__PROVIDED INFORMATION__:
//! Variable-length integer codec.
//!
//! Each byte carries 7 payload bits, least significant group first, with the
//! high bit set while more bytes follow. Signed values go through zig-zag
//! mapping first so small magnitudes stay short.

/// Maximum encoded length of a 64-bit varint.
pub const MAX_VARINT_LEN_64: usize = 10;

/// Maximum encoded length of a 32-bit varint.
pub const MAX_VARINT_LEN_32: usize = 5;

const CONTINUATION: u8 = 0x80;
const PAYLOAD: u8 = 0x7f;

/// Outcome of a failed varint decode.
#[derive(Debug, Clone, Copy, PartialEq, Eq)]
pub(crate) enum VarintFault {
    /// Input ended before a terminating byte.
    Truncated,
    /// No terminator within the byte budget, or bits past 64.
    Malformed { consumed: usize },
}

/// Maps a signed value onto the unsigned range, small magnitudes first.
#[inline]
pub fn zigzag_encode(value: i64) -> u64 {
    ((value << 1) ^ (value >> 63)) as u64
}

/// Inverse of [`zigzag_encode`].
#[inline]
pub fn zigzag_decode(value: u64) -> i64 {
    ((value >> 1) as i64) ^ -((value & 1) as i64)
}

/// Encodes `value` into `dst` and returns the number of bytes used.
#[inline]
pub fn encode_uvarint(mut value: u64, dst: &mut [u8; MAX_VARINT_LEN_64]) -> usize {
    let mut i = 0;
    while value >= u64::from(CONTINUATION) {
        dst[i] = (value as u8) | CONTINUATION;
        value >>= 7;
        i += 1;
    }
    dst[i] = value as u8;
    i + 1
}

/// Returns the encoded length of `value` without encoding it.
pub fn uvarint_len(value: u64) -> usize {
    let bits = 64 - (value | 1).leading_zeros() as usize;
    bits.div_ceil(7)
}

/// Decodes a varint from the front of `src`.
///
/// Returns the value and the number of bytes consumed.
pub(crate) fn decode_uvarint(src: &[u8]) -> Result<(u64, usize), VarintFault> {
    let mut value = 0u64;
    let mut shift = 0u32;

    for (i, &byte) in src.iter().take(MAX_VARINT_LEN_64).enumerate() {
        if i == MAX_VARINT_LEN_64 - 1 && byte > 1 {
            // The tenth byte may only contribute the 64th bit.
            return Err(VarintFault::Malformed { consumed: i + 1 });
        }
        value |= u64::from(byte & PAYLOAD) << shift;
        if byte & CONTINUATION == 0 {
            return Ok((value, i + 1));
        }
        shift += 7;
    }

    // A tenth byte always terminates or fails above, so running out here
    // means the input was short.
    Err(VarintFault::Truncated)
}

#[cfg(test)]
mod tests {
    use super::*;

    fn encode(value: u64) -> Vec<u8> {
        let mut scratch = [0u8; MAX_VARINT_LEN_64];
        let n = encode_uvarint(value, &mut scratch);
        scratch[..n].to_vec()
    }

    #[test]
    fn test_encode_133() {
        assert_eq!(encode(133), vec![0x85, 0x01]);
    }

    #[test]
    fn test_encode_small_values() {
        assert_eq!(encode(0), vec![0x00]);
        assert_eq!(encode(1), vec![0x01]);
        assert_eq!(encode(127), vec![0x7f]);
        assert_eq!(encode(128), vec![0x80, 0x01]);
        assert_eq!(encode(300), vec![0xac, 0x02]);
    }

    #[test]
    fn test_encode_max_is_ten_bytes() {
        let bytes = encode(u64::MAX);
        assert_eq!(bytes.len(), MAX_VARINT_LEN_64);
        assert_eq!(bytes[9], 0x01);
        assert_eq!(decode_uvarint(&bytes), Ok((u64::MAX, 10)));
    }

    #[test]
    fn test_uvarint_len_matches_encoding() {
        for value in [0, 1, 127, 128, 16_383, 16_384, u32::MAX as u64, u64::MAX] {
            assert_eq!(uvarint_len(value), encode(value).len(), "value {}", value);
        }
    }

    #[test]
    fn test_zigzag_mapping() {
        assert_eq!(zigzag_encode(0), 0);
        assert_eq!(zigzag_encode(-1), 1);
        assert_eq!(zigzag_encode(1), 2);
        assert_eq!(zigzag_encode(-2), 3);
        assert_eq!(zigzag_encode(i64::MAX), u64::MAX - 1);
        assert_eq!(zigzag_encode(i64::MIN), u64::MAX);

        for v in [0, -1, 1, i64::MIN, i64::MAX, -64, 63] {
            assert_eq!(zigzag_decode(zigzag_encode(v)), v);
        }
    }

    #[test]
    fn test_decode_truncated() {
        assert_eq!(decode_uvarint(&[]), Err(VarintFault::Truncated));
        assert_eq!(decode_uvarint(&[0x85]), Err(VarintFault::Truncated));
        assert_eq!(decode_uvarint(&[0xff; 9]), Err(VarintFault::Truncated));
    }

    #[test]
    fn test_decode_unterminated() {
        assert_eq!(
            decode_uvarint(&[0xff; 12]),
            Err(VarintFault::Malformed { consumed: 10 })
        );
    }

    #[test]
    fn test_decode_tenth_byte_overflow() {
        let mut bytes = [0xffu8; 10];
        bytes[9] = 0x02;
        assert_eq!(
            decode_uvarint(&bytes),
            Err(VarintFault::Malformed { consumed: 10 })
        );
    }

    #[test]
    fn test_decode_stops_at_terminator() {
        assert_eq!(decode_uvarint(&[0x85, 0x01, 0xff]), Ok((133, 2)));
    }
}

__AIM OF THE TASK__: Pull out the lines above in which the word "scratch" appears.

__SOLUTION TO THIS EXERCISE__:
        let mut scratch = [0u8; MAX_VARINT_LEN_64];
        let n = encode_uvarint(value, &mut scratch);
        scratch[..n].to_vec()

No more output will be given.